Il y a une vingtaine d’années, l’apparition de la technologie endoscopique a ouvert la voie à cette chirurgie mini-invasive. Elle a permis non seulement de diminuer la taille des incisions et des cicatrices mais également de réduire le traumatisme pré et post-opératoire ainsi que le risque d’infection. Les avantages en termes de douleur et d’esthétique ont contribué à l’expansion rapide de la laparoscopie en urologie, gynécologie et chirurgie digestive.
L’utilisation du robot marque une nouvelle étape dans cette chirurgie mini-invasive. Le chirurgien au lieu d’intervenir lui-même avec les mains sur les instruments de cœlioscopie, intervient à partir d’une console et n’a plus de contact direct avec le patient. Quant à la distance qui peut séparer le chirurgien du patient, chacun a en mémoire la médiatique opération Lindbergh réalisée le 7 septembre 2001. Ce jour-là, la première opération à distance (une cholécystectomie laparoscopique) fut pratiquée de New York sur une patiente installée dans un bloc opératoire des hôpitaux universitaires de Strasbourg.
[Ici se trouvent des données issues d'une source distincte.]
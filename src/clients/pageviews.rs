use std::sync::Arc;

use async_trait::async_trait;
use chrono::{Datelike, Months, NaiveDate, Utc};
use reqwest::Client;
use serde::Deserialize;

use super::{Collector, CollectorError, Limiter, article_title, get_json, log_scaled, rate_limiter};
use crate::apt::evidence::{ArtistQuery, EvidenceRecord};
use crate::config::CollectorConfig;
use crate::constants::sources::PAGEVIEWS;

/// Mean monthly views at which importance saturates.
const IMPORTANCE_SATURATION_VIEWS: f64 = 500_000.0;

const WINDOW_MONTHS: u32 = 12;

#[derive(Debug, Deserialize)]
struct PageviewsResponse {
    #[serde(default)]
    items: Vec<PageviewsItem>,
}

#[derive(Debug, Deserialize)]
struct PageviewsItem {
    views: u64,
}

/// First and last day of the last twelve complete months, in the
/// `YYYYMMDD00` form the API expects.
fn window(today: NaiveDate) -> Option<(String, String)> {
    let first_of_month = today.with_day(1)?;
    let start = first_of_month.checked_sub_months(Months::new(WINDOW_MONTHS))?;
    let end = first_of_month.pred_opt()?;
    Some((
        format!("{}00", start.format("%Y%m%d")),
        format!("{}00", end.format("%Y%m%d")),
    ))
}

fn record(items: &[PageviewsItem]) -> Option<EvidenceRecord> {
    if items.is_empty() {
        return None;
    }

    let total: u64 = items.iter().map(|i| i.views).sum();
    let mean = total as f64 / items.len() as f64;

    Some(EvidenceRecord {
        total_works_or_mentions: total,
        importance_signal: log_scaled(mean, IMPORTANCE_SATURATION_VIEWS),
        ..EvidenceRecord::new(PAGEVIEWS)
    })
}

#[derive(Clone)]
pub struct PageviewsClient {
    client: Client,
    limiter: Arc<Limiter>,
    base_url: String,
}

impl PageviewsClient {
    pub fn new(user_agent: &str, config: &CollectorConfig) -> Result<Self, CollectorError> {
        Ok(Self {
            client: super::http_client(user_agent, config)?,
            limiter: rate_limiter(config.requests_per_second),
            base_url: config.base_url.trim_end_matches('/').to_string(),
        })
    }
}

#[async_trait]
impl Collector for PageviewsClient {
    fn source(&self) -> &'static str {
        PAGEVIEWS
    }

    async fn collect(&self, query: &ArtistQuery) -> Result<Option<EvidenceRecord>, CollectorError> {
        let (start, end) = window(Utc::now().date_naive())
            .ok_or_else(|| CollectorError::Malformed("date out of range".to_string()))?;

        let url = format!(
            "{}/per-article/en.wikipedia/all-access/user/{}/monthly/{start}/{end}",
            self.base_url,
            urlencoding::encode(&article_title(&query.name))
        );

        let response: Option<PageviewsResponse> =
            get_json(&self.client, &self.limiter, &url).await?;

        Ok(response.and_then(|r| record(&r.items)))
    }
}

#[cfg(test)]
mod tests {
    use super::*;

    #[test]
    fn test_window_covers_complete_months() {
        let today = NaiveDate::from_ymd_opt(2026, 3, 15).unwrap();
        let (start, end) = window(today).unwrap();
        assert_eq!(start, "2025030100");
        assert_eq!(end, "2026022800");
    }

    #[test]
    fn test_window_on_first_of_january() {
        let today = NaiveDate::from_ymd_opt(2026, 1, 1).unwrap();
        let (start, end) = window(today).unwrap();
        assert_eq!(start, "2025010100");
        assert_eq!(end, "2025123100");
    }

    #[test]
    fn test_record_uses_mean_for_importance() {
        let items: Vec<PageviewsItem> = (0..12).map(|_| PageviewsItem { views: 30_000 }).collect();
        let record = record(&items).unwrap();
        assert_eq!(record.total_works_or_mentions, 360_000);
        assert!(record.category_tags.is_empty());
        assert!(record.importance_signal > 70.0 && record.importance_signal < 90.0);
        assert!(super::record(&[]).is_none());
    }
}
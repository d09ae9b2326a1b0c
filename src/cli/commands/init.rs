use crate::config::Config;

pub fn cmd_init() -> anyhow::Result<()> {
    if Config::create_default_if_missing()? {
        println!("✓ Config file created. Edit config.toml and run again.");
    } else {
        println!("Config file already exists, leaving it untouched.");
    }
    Ok(())
}
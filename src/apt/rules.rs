//! The scoring rule table.
//!
//! Every heuristic the scorer applies is a row here: a matcher plus the
//! sub-score adjustments it triggers. Nothing outside this table moves an
//! axis.

use std::collections::BTreeSet;

use regex::Regex;

use super::aggregator::MergedEvidence;
use super::attribution::{attribution_prefix, strip_attribution};
use super::axis::Pole;
use super::axis::Pole::{
    Abstract, Constructive, Emotional, Flow, Lone, Meaning, Representational, Social,
};

/// Keyword rules score each distinct term at most once, up to this many terms.
pub const MAX_KEYWORD_HITS: usize = 3;

#[derive(Debug, Clone, Copy, PartialEq)]
pub struct Adjustment {
    pub pole: Pole,
    pub delta: f64,
}

const fn adj(pole: Pole, delta: f64) -> Adjustment {
    Adjustment { pole, delta }
}

/// What a rule looks for.
#[derive(Debug, Clone, Copy, PartialEq, Eq)]
pub enum Matcher {
    /// Whole-word terms in name, era, biography and evidence excerpts; deltas
    /// are per distinct term.
    Keywords(&'static [&'static str]),
    /// Whole-word terms in categorical tags; deltas scale with tag support.
    Tags(&'static [&'static str]),
    /// Catalogue attribution prefix on the artist name.
    AttributionPrefix,
    /// Movement names in the era label, text or tags.
    Movement(&'static [&'static str]),
    /// Terms in the nationality field.
    Nationality(&'static [&'static str]),
    BornBefore(i32),
    BornAfter(i32),
}

#[derive(Debug, Clone, Copy, PartialEq)]
pub struct Rule {
    pub name: &'static str,
    pub matcher: Matcher,
    pub adjustments: &'static [Adjustment],
}
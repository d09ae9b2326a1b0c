//! Catalogue attribution prefixes ("Workshop of Rembrandt", "After Titian").
//!
//! Museums record works by followers and workshops under the master's name
//! with one of these prefixes. Lookups use the bare name; scoring treats the
//! prefix itself as a signal.

/// Longest prefixes first so "Copy after" wins over "After".
pub const ATTRIBUTION_PREFIXES: &[&str] = &[
    "attributed to",
    "follower of",
    "workshop of",
    "imitator of",
    "copy after",
    "circle of",
    "school of",
    "studio of",
    "manner of",
    "style of",
    "after",
];

/// Returns the attribution prefix the name starts with, lowercased.
#[must_use]
pub fn attribution_prefix(name: &str) -> Option<&'static str> {
    let lower = name.trim_start().to_lowercase();
    ATTRIBUTION_PREFIXES.iter().copied().find(|prefix| {
        lower
            .strip_prefix(prefix)
            .is_some_and(|rest| rest.starts_with(char::is_whitespace))
    })
}

/// Strips a leading attribution prefix, returning the actual artist name.
#[must_use]
pub fn strip_attribution(name: &str) -> &str {
    let trimmed = name.trim();
    match attribution_prefix(trimmed) {
        Some(prefix) => trimmed
            .get(prefix.len()..)
            .map_or(trimmed, str::trim_start),
        None => trimmed,
    }
}
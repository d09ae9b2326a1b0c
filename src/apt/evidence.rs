use serde::{Deserialize, Serialize};

use super::attribution::strip_attribution;

/// Normalized signal from one external source.
#[derive(Debug, Clone, PartialEq, Serialize, Deserialize)]
pub struct EvidenceRecord {
    pub source_name: String,

    /// Holdings count for museums, mentions or views for text sources
    pub total_works_or_mentions: u64,

    /// Source-specific importance heuristic, 0-100
    pub importance_signal: f64,

    #[serde(default)]
    pub category_tags: Vec<String>,

    #[serde(default)]
    pub free_text_excerpt: Option<String>,
}

impl EvidenceRecord {
    #[must_use]
    pub fn new(source_name: impl Into<String>) -> Self {
        Self {
            source_name: source_name.into(),
            total_works_or_mentions: 0,
            importance_signal: 0.0,
            category_tags: Vec::new(),
            free_text_excerpt: None,
        }
    }
}

/// Result of one collector call.
#[derive(Debug, Clone, PartialEq)]
pub enum CollectorOutcome {
    Found(EvidenceRecord),
    NotFound,
    TransportError(String),
    Malformed(String),
}

impl CollectorOutcome {
    #[must_use]
    pub const fn label(&self) -> &'static str {
        match self {
            Self::Found(_) => "found",
            Self::NotFound => "not_found",
            Self::TransportError(_) => "transport_error",
            Self::Malformed(_) => "malformed",
        }
    }
}

/// One collector's outcome, tagged with the collector that produced it.
#[derive(Debug, Clone, PartialEq)]
pub struct SourcedOutcome {
    pub source: String,
    pub outcome: CollectorOutcome,
}

impl SourcedOutcome {
    #[must_use]
    pub fn new(source: impl Into<String>, outcome: CollectorOutcome) -> Self {
        Self {
            source: source.into(),
            outcome,
        }
    }
}

/// What collectors are asked to look up.
#[derive(Debug, Clone, PartialEq, Eq)]
pub struct ArtistQuery {
    /// Name with any attribution prefix removed
    pub name: String,
    pub nationality: Option<String>,
    pub era: Option<String>,
}

impl ArtistQuery {
    #[must_use]
    pub fn new(name: &str, nationality: Option<&str>, era: Option<&str>) -> Self {
        Self {
            name: strip_attribution(name).to_string(),
            nationality: nationality.map(str::to_string),
            era: era.map(str::to_string),
        }
    }

    /// Cache key shared by every collector for this query.
    #[must_use]
    pub fn cache_key(&self) -> String {
        self.name
            .split_whitespace()
            .collect::<Vec<_>>()
            .join(" ")
            .to_lowercase()
    }
}

#[cfg(test)]
mod tests {
    use super::*;

    #[test]
    fn test_query_strips_attribution() {
        let query = ArtistQuery::new("Workshop of  Peter Paul Rubens", Some("Flemish"), None);
        assert_eq!(query.name, "Peter Paul Rubens");
        assert_eq!(query.cache_key(), "peter paul rubens");
        assert_eq!(query.nationality.as_deref(), Some("Flemish"));
    }

    #[test]
    fn test_outcome_labels() {
        assert_eq!(CollectorOutcome::NotFound.label(), "not_found");
        assert_eq!(
            CollectorOutcome::Found(EvidenceRecord::new("wikipedia")).label(),
            "found"
        );
    }
}
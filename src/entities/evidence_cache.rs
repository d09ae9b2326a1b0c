use sea_orm::entity::prelude::*;

#[derive(Clone, Debug, PartialEq, Eq, DeriveEntityModel)]
#[sea_orm(table_name = "evidence_cache")]
pub struct Model {
    #[sea_orm(primary_key)]
    pub id: i32,
    pub source: String,
    pub lookup_key: String,
    /// Serialized evidence record, or `None` when the source had no entry
    #[sea_orm(column_type = "Text", nullable)]
    pub payload: Option<String>,
    pub fetched_at: String,
    pub expires_at: String,
}

#[derive(Copy, Clone, Debug, EnumIter, DeriveRelation)]
pub enum Relation {}

impl ActiveModelBehavior for ActiveModel {}
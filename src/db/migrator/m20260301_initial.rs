use crate::entities::prelude::*;
use sea_orm_migration::prelude::*;
use sea_orm_migration::sea_orm::Schema;

#[derive(DeriveMigrationName)]
pub struct Migration;

#[async_trait::async_trait]
impl MigrationTrait for Migration {
    async fn up(&self, manager: &SchemaManager) -> Result<(), DbErr> {
        let backend = manager.get_database_backend();
        let schema = Schema::new(backend);

        manager
            .create_table(
                schema
                    .create_table_from_entity(Artists)
                    .if_not_exists()
                    .to_owned(),
            )
            .await?;

        manager
            .create_table(
                schema
                    .create_table_from_entity(ArtistAptMappings)
                    .if_not_exists()
                    .to_owned(),
            )
            .await?;

        manager
            .create_index(
                Index::create()
                    .name("idx_artists_name")
                    .table(ArtistsTable::Table)
                    .col(ArtistsTable::Name)
                    .if_not_exists()
                    .to_owned(),
            )
            .await?;

        manager
            .create_index(
                Index::create()
                    .name("idx_artist_apt_mappings_artist")
                    .table(MappingsTable::Table)
                    .col(MappingsTable::ArtistId)
                    .if_not_exists()
                    .to_owned(),
            )
            .await?;

        Ok(())
    }

    async fn down(&self, manager: &SchemaManager) -> Result<(), DbErr> {
        manager
            .drop_table(Table::drop().table(ArtistAptMappings).to_owned())
            .await?;
        manager
            .drop_table(Table::drop().table(Artists).to_owned())
            .await
    }
}

#[derive(DeriveIden)]
enum ArtistsTable {
    #[sea_orm(iden = "artists")]
    Table,
    Name,
}

#[derive(DeriveIden)]
enum MappingsTable {
    #[sea_orm(iden = "artist_apt_mappings")]
    Table,
    ArtistId,
}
Le robot Da Vinci se compose d’une console (une option double console existe maintenant) depuis laquelle sont contrôlés les quatre bras robotiques. Afin de guider les mouvements des bras du robot, le chirurgien, assis en face de la console, visionne et intervient sur les images de l’opération en cours de réalisation projetées en 3D haute définition. Le système apporte 2 innovations technologiques majeures : la vision en 3D, ce qui n’était pas le cas avec la cœlioscopie, et la dextérité des bras robotisés qui permet des gestes quasi infaisables pour la main humaine, comme une rotation à 360 degrés.
Attention, c’est bien le chirurgien qui opère et non le robot lui-même ! Il est plus exact de parler d’assistance robotique que de chirurgie robotique.
En termes d’indications, si la prostatectomie a été l’intervention emblématique des débuts (41% des 19 488 prostatectomies effectuées en 2012 l’ont été avec l’assistance d’un robot), la majorité des procédures concerne désormais la gynécologie. Le robot Da Vinci vient d’être utilisé pour la première fois, le 24 octobre 2013, dans une greffe rénale par une équipe du CHU de Tours.
Le coût du Da Vinci avec près de 2 millions € à l’achat et 150 000 € de maintenance annuelle, constitue le principal obstacle à son déploiement. Ce prix génère un surcoût de plus de 2000€ par rapport à une chirurgie traditionnelle. C’est un vrai handicap en particulier dans le secteur privé qui opère plutôt à perte compte tenu d’un tarif du GHS inférieur à celui du public.
Le monopole actuel du robot da Vinci ne joue pas en faveur d’une baisse des prix. Seule une concurrence qui tarde à venir modifiera la donne.
La chirurgie assistée par robot n’a pas que des partisans. Ses adversaires font valoir des durées d’intervention plus longues, des taux de « marges » supérieurs en chirurgie du cancer, la perte du contact tactile et des durées d’apprentissage importantes. Ces arguments sont contestés par les utilisateurs du robot qui mettent en avant son caractère a-traumatique, sa sécurité d’utilisation et des durées d’hospitalisation plus courtes. L’impossibilité de mener des études comparatives randomisées ne permet pas d’arbitrer ce débat. Une étude nationale rétrospective française en cours apportera probablement un éclairage supplémentaire sur les résultats comparés des différentes chirurgies de la prostate.
En attendant, chacun reconnait que l’arrivée du robot est une nouvelle étape dans l’évolution du geste chirurgical. Ce n’est pas que du marketing. Pour autant, les voies traditionnelles qui donnent d’excellents résultats ne sont pas condamnées. Une étape qu’il faudra scientifiquement évaluer, en attendant qu’une diminution des coûts en démocratise l’accès.